§ Task requirements
Print the lines of the data, starting with the first, up to and including the line where "use rusqlite::Connection;" appears.
---- Provided entries
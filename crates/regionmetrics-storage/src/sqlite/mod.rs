//! SQLite storage adapter.
//!
//! `StatisticsStore` port implementation.
//!
//! # Modules
//! - `statistics`: series metadata and points (StatisticsStore port)

mod statistics;

use regionmetrics_core::error::CoreError;
use rusqlite::Connection;
use std::path::Path;
use std::sync::Mutex;
use tracing::info;

use crate::migration;

/// SQLite statistics store: `StatisticsStore` port implementation
pub struct SqliteStatisticsStore {
    pub(super) conn: Mutex<Connection>,
}

impl SqliteStatisticsStore {
    /// Open (or create) a file-backed store
    pub fn open(path: &Path) -> Result<Self, CoreError> {
        let conn = Connection::open(path)
            .map_err(|e| CoreError::Storage(format!("failed to open SQLite: {e}")))?;

        conn.execute_batch(
            "
            PRAGMA journal_mode=WAL;
            PRAGMA synchronous=NORMAL;
            PRAGMA foreign_keys=ON;
            ",
        )
        .map_err(|e| CoreError::Storage(format!("failed to set PRAGMAs: {e}")))?;

        migration::run_migrations(&conn)
            .map_err(|e| CoreError::Storage(format!("migration failed: {e}")))?;

        info!("SQLite statistics store ready: {}", path.display());

        Ok(Self {
            conn: Mutex::new(conn),
        })
    }

    /// In-memory store (tests, one-shot commands)
    pub fn open_in_memory() -> Result<Self, CoreError> {
        let conn = Connection::open_in_memory()
            .map_err(|e| CoreError::Storage(format!("failed to open in-memory SQLite: {e}")))?;

        conn.execute_batch("PRAGMA foreign_keys=ON;")
            .map_err(|e| CoreError::Storage(format!("failed to set PRAGMAs: {e}")))?;

        migration::run_migrations(&conn)
            .map_err(|e| CoreError::Storage(format!("migration failed: {e}")))?;

        Ok(Self {
            conn: Mutex::new(conn),
        })
    }

    pub(super) fn lock(&self) -> Result<std::sync::MutexGuard<'_, Connection>, CoreError> {
        self.conn
            .lock()
            .map_err(|e| CoreError::Storage(format!("failed to acquire lock: {e}")))
    }
}

#[cfg(test)]
mod tests {
    use super::*;
    use chrono::{Duration, TimeZone, Utc};
    use regionmetrics_core::models::statistic::{statistic_id, StatisticMetadata, StatisticPoint};
    use regionmetrics_core::ports::statistics::StatisticsStore;
    use std::sync::Arc;

    fn meta(region: &str, key: &str) -> StatisticMetadata {
        StatisticMetadata::measurement(statistic_id(region, key), "Latency P50 (Median)", "ms")
    }

    fn point(region: &str, key: &str, secs: i64, value: f64) -> StatisticPoint {
        StatisticPoint::new(
            statistic_id(region, key),
            Utc.timestamp_opt(1_700_000_000 + secs, 0).unwrap(),
            value,
        )
    }

    #[tokio::test]
    async fn add_and_read_last_point() {
        let store = SqliteStatisticsStore::open_in_memory().unwrap();
        let m = meta("US", "latency_p50");

        assert!(store.last_point(&m.statistic_id).await.unwrap().is_none());

        assert!(store.add_point(&m, &point("US", "latency_p50", 0, 24.5)).await.unwrap());
        assert!(store.add_point(&m, &point("US", "latency_p50", 60, 25.0)).await.unwrap());

        let last = store.last_point(&m.statistic_id).await.unwrap().unwrap();
        assert_eq!(last.mean, 25.0);
        assert_eq!(last.state, 25.0);
        assert_eq!(last.start, Utc.timestamp_opt(1_700_000_060, 0).unwrap());
    }

    #[tokio::test]
    async fn duplicate_timestamp_is_ignored() {
        let store = SqliteStatisticsStore::open_in_memory().unwrap();
        let m = meta("US", "latency_p50");
        let p = point("US", "latency_p50", 0, 24.5);

        assert!(store.add_point(&m, &p).await.unwrap());
        assert!(!store.add_point(&m, &p).await.unwrap());

        let points = store.get_points(&m.statistic_id, 10).await.unwrap();
        assert_eq!(points.len(), 1);
    }

    #[tokio::test]
    async fn series_are_isolated() {
        let store = SqliteStatisticsStore::open_in_memory().unwrap();
        let us = meta("US", "latency_p50");
        let ca = meta("CA", "latency_p50");

        store.add_point(&us, &point("US", "latency_p50", 0, 20.0)).await.unwrap();
        store.add_point(&ca, &point("CA", "latency_p50", 0, 30.0)).await.unwrap();

        let last_ca = store.last_point(&ca.statistic_id).await.unwrap().unwrap();
        assert_eq!(last_ca.mean, 30.0);
        assert_eq!(store.list_series().await.unwrap().len(), 2);
    }

    #[tokio::test]
    async fn get_points_newest_first_with_limit() {
        let store = SqliteStatisticsStore::open_in_memory().unwrap();
        let m = meta("US", "latency_p50");
        for i in 0..5 {
            store
                .add_point(&m, &point("US", "latency_p50", i * 3600, i as f64))
                .await
                .unwrap();
        }

        let points = store.get_points(&m.statistic_id, 3).await.unwrap();
        let values: Vec<f64> = points.iter().map(|p| p.mean).collect();
        assert_eq!(values, vec![4.0, 3.0, 2.0]);
    }

    #[tokio::test]
    async fn metadata_is_upserted() {
        let store = SqliteStatisticsStore::open_in_memory().unwrap();
        let mut m = meta("US", "latency_p50");
        store.add_point(&m, &point("US", "latency_p50", 0, 1.0)).await.unwrap();

        m.name = "Latency P50".to_string();
        store.add_point(&m, &point("US", "latency_p50", 1, 2.0)).await.unwrap();

        let series = store.list_series().await.unwrap();
        assert_eq!(series.len(), 1);
        assert_eq!(series[0].name, "Latency P50");
        assert!(series[0].has_mean);
        assert!(!series[0].has_sum);
    }

    #[tokio::test]
    async fn file_store_survives_reopen() {
        let dir = tempfile::tempdir().unwrap();
        let path = dir.path().join("statistics.db");
        let m = meta("US", "upload_p80");

        {
            let store = SqliteStatisticsStore::open(&path).unwrap();
            store.add_point(&m, &point("US", "upload_p80", 0, 14.0)).await.unwrap();
        }

        let store = SqliteStatisticsStore::open(&path).unwrap();
        let last = store.last_point(&m.statistic_id).await.unwrap().unwrap();
        assert_eq!(last.mean, 14.0);
    }

    #[tokio::test]
    async fn concurrent_appends_to_distinct_timestamps() {
        let store = Arc::new(SqliteStatisticsStore::open_in_memory().unwrap());
        let m = meta("US", "download_p50");
        let start = Utc.timestamp_opt(1_700_000_000, 0).unwrap();

        let handles: Vec<_> = (0..10)
            .map(|i| {
                let s = store.clone();
                let m = m.clone();
                tokio::spawn(async move {
                    let p = StatisticPoint::new(
                        m.statistic_id.clone(),
                        start + Duration::minutes(i),
                        i as f64,
                    );
                    s.add_point(&m, &p).await.unwrap()
                })
            })
            .collect();

        for h in handles {
            assert!(h.await.unwrap());
        }

        let points = store.get_points(&m.statistic_id, 100).await.unwrap();
        assert_eq!(points.len(), 10);
    }
}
--------
§ Task answer
filename crates/regionmetrics-storage/src/sqlite/mod.rs
//! SQLite storage adapter.
//!
//! `StatisticsStore` port implementation.
//!
//! # Modules
//! - `statistics`: series metadata and points (StatisticsStore port)

mod statistics;

use regionmetrics_core::error::CoreError;
use rusqlite::Connection;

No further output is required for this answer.